The Senate bill for this purpose is now in the House Committee of the Whole. It went there necessarily, as it contains an appropriation of money. Under the rules, it will require time, patience, and tactics to give it a deliverance, but its opponents can only postpone its final passage, which is certain.
The vote, 45 to 93, upon Mr. Vallandigham’s motion to summarily reject the bill, presents some features which are gratifying, and some which are not so.
The Republicans of all shades voted solid to sustain the bill. On the same side we find the names of Mr. Blair of Missouri and Mr. Fisher (only two from the slave States), of some half dozen free State Democrats, and of Judge Thomas of Massachusetts, a gentleman not identified with any party, but of strong conservative leanings.

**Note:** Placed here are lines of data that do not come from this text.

use clap::{Parser, Subcommand, ValueEnum};
use std::path::PathBuf;

/// Adds MapStruct dependencies and compiler arguments to a build
#[derive(Parser, Debug)]
#[command(
    name = "mapstruct-plugin",
    about = "Adds MapStruct dependencies and compiler arguments to a build",
    version,
    long_about = "mapstruct-plugin reads a project manifest, detects Lombok, Spring, Camel \
                  and Quarkus usage, and adds the MapStruct artifacts and annotation \
                  processor arguments the build needs."
)]
pub struct CliArgs {
    #[command(subcommand)]
    pub command: Commands,

    #[arg(long, global = true, value_name = "LEVEL", help = "Set logging level")]
    pub log_level: Option<String>,

    #[arg(short = 'v', long, global = true, help = "Enable debug logging")]
    pub verbose: bool,

    #[arg(
        short = 'q',
        long,
        global = true,
        conflicts_with = "verbose",
        help = "Quiet mode - suppress non-error output"
    )]
    pub quiet: bool,

    #[arg(
        long,
        global = true,
        value_name = "TASK",
        help = "Compile task receiving the arguments (default: compileJava)"
    )]
    pub compile_task: Option<String>,

    #[arg(
        long,
        global = true,
        value_name = "PREFIX",
        allow_hyphen_values = true,
        help = "Prefix of every compiler argument (default: -Amapstruct)"
    )]
    pub prefix: Option<String>,
}

#[derive(Subcommand, Debug)]
pub enum Commands {
    #[command(
        about = "Show what would be added to a project",
        long_about = "Resolves dependencies and compiler arguments for a project manifest \
                      without modifying it.\n\n\
                      Examples:\n  \
                      mapstruct-plugin plan project.yaml\n  \
                      mapstruct-plugin plan project.json --format json"
    )]
    Plan(PlanArgs),

    #[command(
        about = "Add dependencies and compiler arguments to a project",
        long_about = "Resolves and applies dependencies and compiler arguments, then writes \
                      the updated manifest back.\n\n\
                      Examples:\n  \
                      mapstruct-plugin apply project.yaml\n  \
                      mapstruct-plugin apply project.yaml -o updated.yaml"
    )]
    Apply(ApplyArgs),
}

#[derive(Parser, Debug, Clone)]
pub struct PlanArgs {
    #[arg(value_name = "MANIFEST", help = "Project manifest (.yaml, .yml or .json)")]
    pub manifest: PathBuf,

    #[arg(
        short = 'f',
        long,
        value_enum,
        default_value = "human",
        help = "Output format"
    )]
    pub format: OutputFormatArg,
}

#[derive(Parser, Debug, Clone)]
pub struct ApplyArgs {
    #[arg(value_name = "MANIFEST", help = "Project manifest (.yaml, .yml or .json)")]
    pub manifest: PathBuf,

    #[arg(
        short = 'o',
        long,
        value_name = "FILE",
        help = "Write the updated manifest here instead of overwriting MANIFEST"
    )]
    pub output: Option<PathBuf>,

    #[arg(
        short = 'f',
        long,
        value_enum,
        default_value = "human",
        help = "Report format"
    )]
    pub format: OutputFormatArg,
}

#[derive(ValueEnum, Debug, Clone, Copy, PartialEq, Eq)]
pub enum OutputFormatArg {
    Json,
    Yaml,
    Human,
}

impl From<OutputFormatArg> for super::output::OutputFormat {
    fn from(arg: OutputFormatArg) -> Self {
        match arg {
            OutputFormatArg::Json => super::output::OutputFormat::Json,
            OutputFormatArg::Yaml => super::output::OutputFormat::Yaml,
            OutputFormatArg::Human => super::output::OutputFormat::Human,
        }
    }
}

The vote for the rejection of the bill was thrown by members from the slave States, and by the Democrats from the free States, of the stamp of Messrs. Corning, Cox, and Vallandigham. We regret to observe also the names of two members from Western Virginia, Messrs. Blair and Brown, and of Mr. Thomas of Maryland, whose district consists of the counties of Frederick, Washington, and Alleghany. Things are very much misunderstood here, if either of these three gentlemen correctly represents his constituents, in voting against compensated emancipation In the District ol Columbia.